En vertu des articles 1082, alinéa 1er, et 1095 du Code judiciaire, la cassation est limitée à la portée du moyen qui en est le fondement. La saisine du juge de renvoi est régie par l'article 1110 du même code. Antérieurement à sa modification par la loi du 6 juillet 2017, ledit article 1110 était rédigé comme suit : « lorsque la cassation est prononcée avec renvoi, celle-ci a lieu devant une juridiction souveraine du même rang que celle qui a rendu la décision attaquée » (alinéa 1er) ; « celle-ci est saisie comme en matière ordinaire » (alinéa 2). En vertu des dispositions précitées, lorsque la cassation est prononcée, et dans la mesure où elle l'est, les parties sont remises dans la situation où elles se trouvaient devant le juge dont la décision a été cassée. Tout ce que ce dernier juge pouvait faire, le juge de renvoi pourra le faire aussi. La cassation d'une décision ne s'étend à aucun des actes de procédure antérieurs au prononcé de la décision annulée, laissant ainsi subsister les conclusions prises par les parties au cours des débats préalables.
Il résulte de la combinaison des principes qui précèdent qu'une fois que le juge d'appel a été saisi d'un appel incident formé par conclusions, celui-ci ne doit pas être réitéré dans le cas où la décision du juge devant lequel il a été formé viendrait à être cassée et que le juge auquel la cause est renvoyée est saisi de l'appel incident du seul fait du renvoi de la cause devant lui. Celui qui a formé un appel incident devant le juge dont la décision a été cassée ne renonce donc pas à cet appel s'il ne le réitère pas devant le juge auquel la cause est renvoyée.
2. De plus, les articles 1082, alinéa 1er, 1095 et 1110, alinéas 1er et 2, du Code judiciaire impliquent que, tant en matière civile qu'en matière répressive, la cassation est édictée sans réserve et que le demandeur qui obtient la cassation ne peut conserver le bénéfice à son profit de l'arrêt attaqué, alors qu'il a obtenu par la cassation tout l'effet que ce recours pouvait produire.

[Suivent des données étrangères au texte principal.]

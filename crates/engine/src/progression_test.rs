#[cfg(test)]
mod tests {
    use crate::progression::{try_award, BadgeStore};
    use common::models::BadgeType;
    use std::collections::HashSet;
    use std::sync::Mutex;

    /// In-memory award store with insert-on-conflict semantics matching the
    /// unique constraint on (user_id, badge_type)
    #[derive(Default)]
    struct MemoryStore {
        rows: Mutex<HashSet<(i64, String)>>,
        // When set, the existence check always reports "not held",
        // simulating the race window between check and insert
        stale_check: bool,
    }

    impl BadgeStore for MemoryStore {
        async fn has_badge(&self, user_id: i64, badge_type: &str) -> Result<bool, common::Error> {
            if self.stale_check {
                return Ok(false);
            }
            let rows = self.rows.lock().unwrap();
            Ok(rows.contains(&(user_id, badge_type.to_string())))
        }

        async fn award(
            &self,
            user_id: i64,
            badge_type: &str,
            _description: &str,
        ) -> Result<bool, common::Error> {
            let mut rows = self.rows.lock().unwrap();
            Ok(rows.insert((user_id, badge_type.to_string())))
        }
    }

    #[tokio::test]
    async fn test_double_award_creates_one_row() {
        let store = MemoryStore::default();

        let first = try_award(&store, 1, BadgeType::Streak7).await.unwrap();
        let second = try_award(&store, 1, BadgeType::Streak7).await.unwrap();

        assert!(first);
        assert!(!second);
        assert_eq!(store.rows.lock().unwrap().len(), 1);
    }

    #[tokio::test]
    async fn test_conflict_backstop_when_existence_check_misses() {
        let store = MemoryStore {
            stale_check: true,
            ..Default::default()
        };

        let first = try_award(&store, 1, BadgeType::Legend).await.unwrap();
        let second = try_award(&store, 1, BadgeType::Legend).await.unwrap();

        assert!(first);
        assert!(!second);
        assert_eq!(store.rows.lock().unwrap().len(), 1);
    }

    #[tokio::test]
    async fn test_distinct_badges_and_users_award_independently() {
        let store = MemoryStore::default();

        assert!(try_award(&store, 1, BadgeType::Streak7).await.unwrap());
        assert!(try_award(&store, 1, BadgeType::Streak30).await.unwrap());
        assert!(try_award(&store, 2, BadgeType::Streak7).await.unwrap());
        assert_eq!(store.rows.lock().unwrap().len(), 3);
    }
}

3. Enfin, en vertu des mêmes articles du Code judiciaire, en matière civile, n'est pas, du point de vue de l'étendue de la cassation, un dispositif distinct du dispositif attaqué par le pourvoi, celui qui ne peut être l'objet d'un pourvoi recevable d'aucune des parties à l'instance en cassation.
Premier rameau
4. Par une requête déposée le 24 avril 2006 au greffe de la cour d'appel de Mons, le défendeur a interjeté appel du jugement rendu le 30 juin 2005 par le tribunal de première instance de Mons qui avait annulé les impositions litigieuses, avait condamné le défendeur à restituer à la demanderesse toutes sommes perçues du chef des cotisations annulées et l'avait condamné aux dépens. Par des conclusions déposées le 2 mai 2007 devant cette cour d'appel, la demanderesse a formé un appel incident tendant à entendre « prononcer la nullité des cotisations litigieuses en raison de la violation des règles relatives à la procédure de taxation d'office ».
5. En vertu de la règle inscrite à l'article 1068, alinéa 1er, du Code judiciaire, l'appel incident ainsi formé par la demanderesse a saisi le juge d'appel de la nullité des cotisations litigieuses pour violation des règles relatives à la procédure de taxation d'office. Le juge d'appel devant lequel les conclusions contenant l'appel incident de la demanderesse ont été déposées, savoir la cour d'appel de Mons, restait saisi de cet appel incident tant que la demanderesse ne s'en était pas désistée ou n'y avait pas renoncé. Il en est de même du juge d'appel devant lequel la cause a été renvoyée, savoir la cour d'appel de Bruxelles, après cassation de l'arrêt de la cour d'appel de Mons, et du juge d'appel devant lequel la cause a encore été renvoyée, savoir la cour d'appel de Liège, après cassation de l'arrêt prononcé par la cour d'appel de Bruxelles. Les arrêts de cassation laissaient subsister l'appel incident de la demanderesse, lequel constitue un acte antérieur à la prononciation des décisions annulées.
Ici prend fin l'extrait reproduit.